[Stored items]
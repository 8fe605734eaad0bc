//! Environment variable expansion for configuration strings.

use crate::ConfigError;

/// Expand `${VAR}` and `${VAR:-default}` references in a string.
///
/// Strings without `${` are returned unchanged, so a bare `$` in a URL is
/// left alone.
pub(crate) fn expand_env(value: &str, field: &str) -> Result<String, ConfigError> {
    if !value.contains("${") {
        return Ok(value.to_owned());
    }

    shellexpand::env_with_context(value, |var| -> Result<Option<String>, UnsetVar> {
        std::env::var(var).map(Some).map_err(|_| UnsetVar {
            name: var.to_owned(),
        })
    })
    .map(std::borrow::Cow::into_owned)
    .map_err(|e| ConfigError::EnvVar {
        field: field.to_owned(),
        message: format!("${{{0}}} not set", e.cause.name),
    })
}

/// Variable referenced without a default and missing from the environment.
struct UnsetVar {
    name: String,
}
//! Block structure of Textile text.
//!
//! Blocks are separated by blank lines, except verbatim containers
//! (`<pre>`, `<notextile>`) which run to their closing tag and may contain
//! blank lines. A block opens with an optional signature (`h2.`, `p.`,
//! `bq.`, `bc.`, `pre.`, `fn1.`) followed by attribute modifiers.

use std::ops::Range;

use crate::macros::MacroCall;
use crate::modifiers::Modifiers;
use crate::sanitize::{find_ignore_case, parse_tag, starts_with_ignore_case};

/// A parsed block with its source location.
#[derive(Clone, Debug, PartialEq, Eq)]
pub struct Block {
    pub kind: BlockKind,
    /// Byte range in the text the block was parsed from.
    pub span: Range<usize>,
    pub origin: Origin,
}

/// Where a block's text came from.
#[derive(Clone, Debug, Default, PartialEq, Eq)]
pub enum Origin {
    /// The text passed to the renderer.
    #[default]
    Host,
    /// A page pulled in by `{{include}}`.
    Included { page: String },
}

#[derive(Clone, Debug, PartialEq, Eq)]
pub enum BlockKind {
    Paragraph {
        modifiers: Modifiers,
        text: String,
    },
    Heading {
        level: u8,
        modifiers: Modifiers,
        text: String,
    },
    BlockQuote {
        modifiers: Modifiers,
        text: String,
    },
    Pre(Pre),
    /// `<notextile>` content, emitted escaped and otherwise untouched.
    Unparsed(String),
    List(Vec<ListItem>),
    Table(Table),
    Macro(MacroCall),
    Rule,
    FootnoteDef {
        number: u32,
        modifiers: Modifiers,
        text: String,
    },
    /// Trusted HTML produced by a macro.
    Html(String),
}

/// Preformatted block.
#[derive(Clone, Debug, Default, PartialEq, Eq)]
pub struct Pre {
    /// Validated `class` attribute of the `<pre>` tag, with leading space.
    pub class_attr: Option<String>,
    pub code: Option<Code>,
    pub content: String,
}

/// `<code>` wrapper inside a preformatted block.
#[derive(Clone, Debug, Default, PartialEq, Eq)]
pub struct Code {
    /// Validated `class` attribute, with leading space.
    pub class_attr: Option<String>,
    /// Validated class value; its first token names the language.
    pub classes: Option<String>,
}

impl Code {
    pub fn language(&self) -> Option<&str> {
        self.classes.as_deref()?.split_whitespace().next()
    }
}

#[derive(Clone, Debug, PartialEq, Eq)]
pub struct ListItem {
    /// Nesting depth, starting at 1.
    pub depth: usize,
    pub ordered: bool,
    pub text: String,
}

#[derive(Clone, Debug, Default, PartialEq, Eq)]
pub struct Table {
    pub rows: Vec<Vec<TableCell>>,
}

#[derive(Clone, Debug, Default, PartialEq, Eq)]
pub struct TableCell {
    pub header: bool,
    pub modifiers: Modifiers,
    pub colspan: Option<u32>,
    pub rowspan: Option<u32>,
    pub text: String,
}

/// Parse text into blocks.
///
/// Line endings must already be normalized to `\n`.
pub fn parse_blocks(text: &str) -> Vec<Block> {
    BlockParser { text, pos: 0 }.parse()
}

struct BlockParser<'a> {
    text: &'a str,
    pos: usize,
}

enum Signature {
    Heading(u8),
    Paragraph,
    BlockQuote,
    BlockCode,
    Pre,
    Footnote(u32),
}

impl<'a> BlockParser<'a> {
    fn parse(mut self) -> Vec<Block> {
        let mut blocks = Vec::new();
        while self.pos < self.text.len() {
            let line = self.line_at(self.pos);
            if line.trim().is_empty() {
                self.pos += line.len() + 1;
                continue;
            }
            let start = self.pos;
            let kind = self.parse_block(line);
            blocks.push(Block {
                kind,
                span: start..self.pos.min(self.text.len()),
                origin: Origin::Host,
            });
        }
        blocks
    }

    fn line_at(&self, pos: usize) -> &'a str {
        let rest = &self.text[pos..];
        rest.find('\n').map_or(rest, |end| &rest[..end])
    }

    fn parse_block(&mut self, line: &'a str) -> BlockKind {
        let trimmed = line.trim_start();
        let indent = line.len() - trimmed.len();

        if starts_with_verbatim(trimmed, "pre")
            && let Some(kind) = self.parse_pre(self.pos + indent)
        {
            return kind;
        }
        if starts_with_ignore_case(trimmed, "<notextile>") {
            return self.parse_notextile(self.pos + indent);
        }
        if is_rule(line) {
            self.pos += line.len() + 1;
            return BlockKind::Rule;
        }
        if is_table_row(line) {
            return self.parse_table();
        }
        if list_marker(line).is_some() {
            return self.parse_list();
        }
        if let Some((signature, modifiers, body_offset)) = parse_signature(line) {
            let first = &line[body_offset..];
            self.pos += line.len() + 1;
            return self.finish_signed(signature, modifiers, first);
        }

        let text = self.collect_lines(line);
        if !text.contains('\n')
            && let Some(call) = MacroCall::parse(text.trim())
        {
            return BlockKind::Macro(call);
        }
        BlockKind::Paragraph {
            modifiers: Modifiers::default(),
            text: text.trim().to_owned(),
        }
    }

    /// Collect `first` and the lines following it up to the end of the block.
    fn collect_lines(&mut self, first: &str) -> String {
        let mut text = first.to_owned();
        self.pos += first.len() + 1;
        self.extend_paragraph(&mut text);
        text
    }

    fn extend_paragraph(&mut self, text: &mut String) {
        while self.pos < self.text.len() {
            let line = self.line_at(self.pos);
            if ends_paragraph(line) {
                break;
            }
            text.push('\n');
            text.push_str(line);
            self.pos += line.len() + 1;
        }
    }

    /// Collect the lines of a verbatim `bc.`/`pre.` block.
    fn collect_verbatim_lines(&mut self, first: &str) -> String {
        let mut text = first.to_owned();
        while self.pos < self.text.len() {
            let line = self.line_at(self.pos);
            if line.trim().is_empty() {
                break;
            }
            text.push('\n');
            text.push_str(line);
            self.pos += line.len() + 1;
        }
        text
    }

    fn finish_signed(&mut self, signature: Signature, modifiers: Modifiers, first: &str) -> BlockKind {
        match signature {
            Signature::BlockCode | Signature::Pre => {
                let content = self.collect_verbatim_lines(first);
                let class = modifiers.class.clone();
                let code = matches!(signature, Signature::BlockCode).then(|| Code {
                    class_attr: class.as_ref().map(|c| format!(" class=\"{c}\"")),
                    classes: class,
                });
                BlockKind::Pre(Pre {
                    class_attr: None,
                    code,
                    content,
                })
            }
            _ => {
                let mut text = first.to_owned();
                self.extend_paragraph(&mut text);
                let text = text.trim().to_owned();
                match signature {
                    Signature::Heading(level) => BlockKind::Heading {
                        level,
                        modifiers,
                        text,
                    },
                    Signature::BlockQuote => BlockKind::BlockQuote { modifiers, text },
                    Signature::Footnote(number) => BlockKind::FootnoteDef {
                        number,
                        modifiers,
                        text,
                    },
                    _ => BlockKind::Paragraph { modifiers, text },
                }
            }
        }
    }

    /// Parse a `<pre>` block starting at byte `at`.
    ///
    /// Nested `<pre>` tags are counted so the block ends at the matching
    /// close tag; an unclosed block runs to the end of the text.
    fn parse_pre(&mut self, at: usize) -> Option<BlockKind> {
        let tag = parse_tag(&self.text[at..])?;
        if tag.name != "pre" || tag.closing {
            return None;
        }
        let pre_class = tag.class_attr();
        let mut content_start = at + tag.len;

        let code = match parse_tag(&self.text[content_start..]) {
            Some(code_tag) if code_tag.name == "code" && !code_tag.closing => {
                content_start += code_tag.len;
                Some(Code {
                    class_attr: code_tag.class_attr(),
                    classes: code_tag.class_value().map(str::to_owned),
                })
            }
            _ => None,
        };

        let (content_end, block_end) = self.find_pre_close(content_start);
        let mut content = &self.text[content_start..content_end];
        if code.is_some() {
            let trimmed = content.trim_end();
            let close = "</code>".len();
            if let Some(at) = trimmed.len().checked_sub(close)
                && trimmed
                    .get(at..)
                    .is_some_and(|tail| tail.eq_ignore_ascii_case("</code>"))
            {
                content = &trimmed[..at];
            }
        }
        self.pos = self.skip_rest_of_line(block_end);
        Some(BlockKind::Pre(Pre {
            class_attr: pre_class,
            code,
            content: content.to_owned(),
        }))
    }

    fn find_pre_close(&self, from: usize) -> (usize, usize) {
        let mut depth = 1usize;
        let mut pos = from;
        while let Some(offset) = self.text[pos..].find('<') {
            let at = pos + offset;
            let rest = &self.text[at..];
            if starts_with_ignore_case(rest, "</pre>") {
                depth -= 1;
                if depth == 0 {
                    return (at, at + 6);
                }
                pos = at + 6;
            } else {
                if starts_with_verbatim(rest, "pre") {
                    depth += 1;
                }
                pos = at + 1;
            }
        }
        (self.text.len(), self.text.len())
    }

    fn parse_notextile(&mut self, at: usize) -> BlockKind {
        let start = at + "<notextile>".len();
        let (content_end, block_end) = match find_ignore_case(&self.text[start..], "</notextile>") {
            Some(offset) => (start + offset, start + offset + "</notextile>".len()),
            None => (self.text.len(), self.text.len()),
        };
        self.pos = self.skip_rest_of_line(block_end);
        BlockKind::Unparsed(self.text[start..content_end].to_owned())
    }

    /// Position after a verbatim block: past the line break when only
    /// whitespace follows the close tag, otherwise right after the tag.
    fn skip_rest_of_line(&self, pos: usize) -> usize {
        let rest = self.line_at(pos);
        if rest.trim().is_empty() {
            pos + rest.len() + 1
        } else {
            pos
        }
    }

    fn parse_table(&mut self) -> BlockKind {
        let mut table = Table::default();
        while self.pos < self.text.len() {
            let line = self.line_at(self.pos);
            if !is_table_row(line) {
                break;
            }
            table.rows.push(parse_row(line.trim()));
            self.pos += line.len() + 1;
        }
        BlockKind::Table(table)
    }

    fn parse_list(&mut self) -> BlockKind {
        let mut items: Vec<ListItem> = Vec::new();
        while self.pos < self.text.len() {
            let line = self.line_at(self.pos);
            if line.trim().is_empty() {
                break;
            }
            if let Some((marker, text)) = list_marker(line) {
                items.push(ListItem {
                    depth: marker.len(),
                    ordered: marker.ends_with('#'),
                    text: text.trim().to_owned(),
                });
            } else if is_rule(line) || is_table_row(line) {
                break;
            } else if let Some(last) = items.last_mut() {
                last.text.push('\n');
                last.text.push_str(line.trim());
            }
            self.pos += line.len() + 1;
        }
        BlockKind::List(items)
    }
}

WHAT TO DO —
Say how many lines of the data include the string "field". Nothing other than the number should be given.

OUTPUT FOR THIS TASK —
2